> [Directions for this task]: Line by line, copy the records below exactly.

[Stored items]
******************************

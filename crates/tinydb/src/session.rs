use std::io::{self, Write};

use target_lexicon::Triple;
use tinydb_diagnostic::IntoDiagnostic;
use tinydb_frontend::ast::{Command, CreateTable};
use tinydb_frontend::registry::{MetaCommand, Registry};
use tinydb_frontend::{parse_line, ParseErrorKind};
use tinydb_interner::{InternError, Interner, DEFAULT_CAPACITY};

use crate::catalog::Catalog;
use crate::diagnostics::DiagnosticEmitter;

pub const DEFAULT_PROMPT: &str = "db > ";

const HELP: &str = "\
Statements:
  create table <name> (<column> <type>, ...)

Types:
  int, integer, char(<size>), varchar(<size>)

Meta-commands:
  .tables    list the tables defined so far
  .help      show this message
  .exit      end the session";

#[derive(Debug, Clone)]
pub struct SessionConfig {
    /// Slots in the string table.
    pub capacity: usize,

    /// Shown before each line, only when reading interactively.
    pub prompt: Option<String>,

    pub target: Triple,
}

impl Default for SessionConfig {
    fn default() -> Self {
        Self {
            capacity: DEFAULT_CAPACITY,
            prompt: None,
            target: Triple::host(),
        }
    }
}

#[derive(thiserror::Error, Debug)]
pub enum SessionError {
    #[error(transparent)]
    Io(#[from] io::Error),

    /// The session could not start.
    #[error("fatal: {0}")]
    Fatal(InternError),

    /// The session stopped after reporting a fatal diagnostic.
    #[error("session halted: {0}")]
    Halted(InternError),
}

impl SessionError {
    /// Whether a diagnostic describing the error has already been emitted.
    pub fn is_reported(&self) -> bool {
        matches!(self, SessionError::Halted(_))
    }
}

pub type SessionResult<T> = Result<T, SessionError>;

/// What the caller should do after a line.
#[derive(Debug, Clone, Copy, PartialEq, Eq)]
pub enum Flow {
    Continue,
    Exit,
}

pub struct Session<D: DiagnosticEmitter, W: Write> {
    pub diagnostics: D,
    pub output: W,

    interner: Interner,
    registry: Registry,
    catalog: Catalog,

    prompt: Option<String>,
}

impl<D: DiagnosticEmitter, W: Write> Session<D, W> {
    /// Fails if the string table cannot even hold the registered words.
    pub fn new(config: SessionConfig, diagnostics: D, output: W) -> SessionResult<Self> {
        let mut interner = Interner::with_capacity(config.capacity);
        let registry =
            Registry::for_target(&mut interner, &config.target).map_err(SessionError::Fatal)?;

        Ok(Self {
            diagnostics,
            output,

            interner,
            registry,
            catalog: Catalog::default(),

            prompt: config.prompt,
        })
    }

    pub fn prompt(&self) -> Option<&str> {
        self.prompt.as_deref()
    }

    /// Parses and runs one line of input.
    ///
    /// Errors confined to the line are reported through the diagnostic
    /// emitter and the session carries on. Only running out of string table
    /// space, or failing to write, ends it.
    pub fn execute_line(&mut self, line: &str) -> SessionResult<Flow> {
        let line = line.strip_suffix('\n').unwrap_or(line);
        let line = line.strip_suffix('\r').unwrap_or(line);

        let command = match parse_line(line, &mut self.interner, &self.registry) {
            Ok(command) => command,
            Err(err) => {
                let fatal = match &err.kind {
                    ParseErrorKind::Intern(intern_err) => Some(intern_err.clone()),
                    _ => None,
                };

                let diagnostic = err.into_diagnostic(&self.interner);
                self.diagnostics.emit_diagnostic(diagnostic, line)?;

                return match fatal {
                    Some(err) => Err(SessionError::Halted(err)),
                    None => Ok(Flow::Continue),
                };
            }
        };

        match command {
            Command::Empty => {}
            Command::CreateTable(table) => self.create_table(table, line)?,
            Command::Meta(MetaCommand::Tables) => self.list_tables()?,
            Command::Meta(MetaCommand::Help) => writeln!(self.output, "{HELP}")?,
            Command::Meta(MetaCommand::Exit) => {
                writeln!(self.output, "Exiting...")?;
                return Ok(Flow::Exit);
            }
        }

        Ok(Flow::Continue)
    }

    fn create_table(&mut self, table: CreateTable, line: &str) -> SessionResult<()> {
        match self.catalog.define(table) {
            Ok(id) => {
                let name = self
                    .catalog
                    .get(id)
                    .and_then(|table| self.interner.get(table.name))
                    .unwrap_or("?");
                writeln!(self.output, "Created table {name}.")?;
            }
            Err(err) => {
                let diagnostic = err.into_diagnostic(&self.interner);
                self.diagnostics.emit_diagnostic(diagnostic, line)?;
            }
        }

        Ok(())
    }

    fn list_tables(&mut self) -> SessionResult<()> {
        if self.catalog.is_empty() {
            writeln!(self.output, "No tables.")?;
            return Ok(());
        }

        for table in self.catalog.tables() {
            writeln!(self.output, "{}", table.describe(&self.interner))?;
        }

        Ok(())
    }
}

******************************

> [Result of this task]:
filename crates/tinydb/src/session.rs
use std::io::{self, Write};

use target_lexicon::Triple;
use tinydb_diagnostic::IntoDiagnostic;
use tinydb_frontend::ast::{Command, CreateTable};
use tinydb_frontend::registry::{MetaCommand, Registry};
use tinydb_frontend::{parse_line, ParseErrorKind};
use tinydb_interner::{InternError, Interner, DEFAULT_CAPACITY};

use crate::catalog::Catalog;
use crate::diagnostics::DiagnosticEmitter;

pub const DEFAULT_PROMPT: &str = "db > ";

const HELP: &str = "\
Statements:
  create table <name> (<column> <type>, ...)

Types:
  int, integer, char(<size>), varchar(<size>)

Meta-commands:
  .tables    list the tables defined so far
  .help      show this message
  .exit      end the session";

#[derive(Debug, Clone)]
pub struct SessionConfig {
    /// Slots in the string table.
    pub capacity: usize,

    /// Shown before each line, only when reading interactively.
    pub prompt: Option<String>,

    pub target: Triple,
}

impl Default for SessionConfig {
    fn default() -> Self {
        Self {
            capacity: DEFAULT_CAPACITY,
            prompt: None,
            target: Triple::host(),
        }
    }
}

#[derive(thiserror::Error, Debug)]
pub enum SessionError {
    #[error(transparent)]
    Io(#[from] io::Error),

    /// The session could not start.
    #[error("fatal: {0}")]
    Fatal(InternError),

    /// The session stopped after reporting a fatal diagnostic.
    #[error("session halted: {0}")]
    Halted(InternError),
}

impl SessionError {
    /// Whether a diagnostic describing the error has already been emitted.
    pub fn is_reported(&self) -> bool {
        matches!(self, SessionError::Halted(_))
    }
}

pub type SessionResult<T> = Result<T, SessionError>;

/// What the caller should do after a line.
#[derive(Debug, Clone, Copy, PartialEq, Eq)]
pub enum Flow {
    Continue,
    Exit,
}

pub struct Session<D: DiagnosticEmitter, W: Write> {
    pub diagnostics: D,
    pub output: W,

    interner: Interner,
    registry: Registry,
    catalog: Catalog,

    prompt: Option<String>,
}

impl<D: DiagnosticEmitter, W: Write> Session<D, W> {
    /// Fails if the string table cannot even hold the registered words.
    pub fn new(config: SessionConfig, diagnostics: D, output: W) -> SessionResult<Self> {
        let mut interner = Interner::with_capacity(config.capacity);
        let registry =
            Registry::for_target(&mut interner, &config.target).map_err(SessionError::Fatal)?;

        Ok(Self {
            diagnostics,
            output,

            interner,
            registry,
            catalog: Catalog::default(),

            prompt: config.prompt,
        })
    }

    pub fn prompt(&self) -> Option<&str> {
        self.prompt.as_deref()
    }

    /// Parses and runs one line of input.
    ///
    /// Errors confined to the line are reported through the diagnostic
    /// emitter and the session carries on. Only running out of string table
    /// space, or failing to write, ends it.
    pub fn execute_line(&mut self, line: &str) -> SessionResult<Flow> {
        let line = line.strip_suffix('\n').unwrap_or(line);
        let line = line.strip_suffix('\r').unwrap_or(line);

        let command = match parse_line(line, &mut self.interner, &self.registry) {
            Ok(command) => command,
            Err(err) => {
                let fatal = match &err.kind {
                    ParseErrorKind::Intern(intern_err) => Some(intern_err.clone()),
                    _ => None,
                };

                let diagnostic = err.into_diagnostic(&self.interner);
                self.diagnostics.emit_diagnostic(diagnostic, line)?;

                return match fatal {
                    Some(err) => Err(SessionError::Halted(err)),
                    None => Ok(Flow::Continue),
                };
            }
        };

        match command {
            Command::Empty => {}
            Command::CreateTable(table) => self.create_table(table, line)?,
            Command::Meta(MetaCommand::Tables) => self.list_tables()?,
            Command::Meta(MetaCommand::Help) => writeln!(self.output, "{HELP}")?,
            Command::Meta(MetaCommand::Exit) => {
                writeln!(self.output, "Exiting...")?;
                return Ok(Flow::Exit);
            }
        }

        Ok(Flow::Continue)
    }

    fn create_table(&mut self, table: CreateTable, line: &str) -> SessionResult<()> {
        match self.catalog.define(table) {
            Ok(id) => {
                let name = self
                    .catalog
                    .get(id)
                    .and_then(|table| self.interner.get(table.name))
                    .unwrap_or("?");
                writeln!(self.output, "Created table {name}.")?;
            }
            Err(err) => {
                let diagnostic = err.into_diagnostic(&self.interner);
                self.diagnostics.emit_diagnostic(diagnostic, line)?;
            }
        }

        Ok(())
    }

    fn list_tables(&mut self) -> SessionResult<()> {
        if self.catalog.is_empty() {
            writeln!(self.output, "No tables.")?;
            return Ok(());
        }

        for table in self.catalog.tables() {
            writeln!(self.output, "{}", table.describe(&self.interner))?;
        }

        Ok(())
    }
}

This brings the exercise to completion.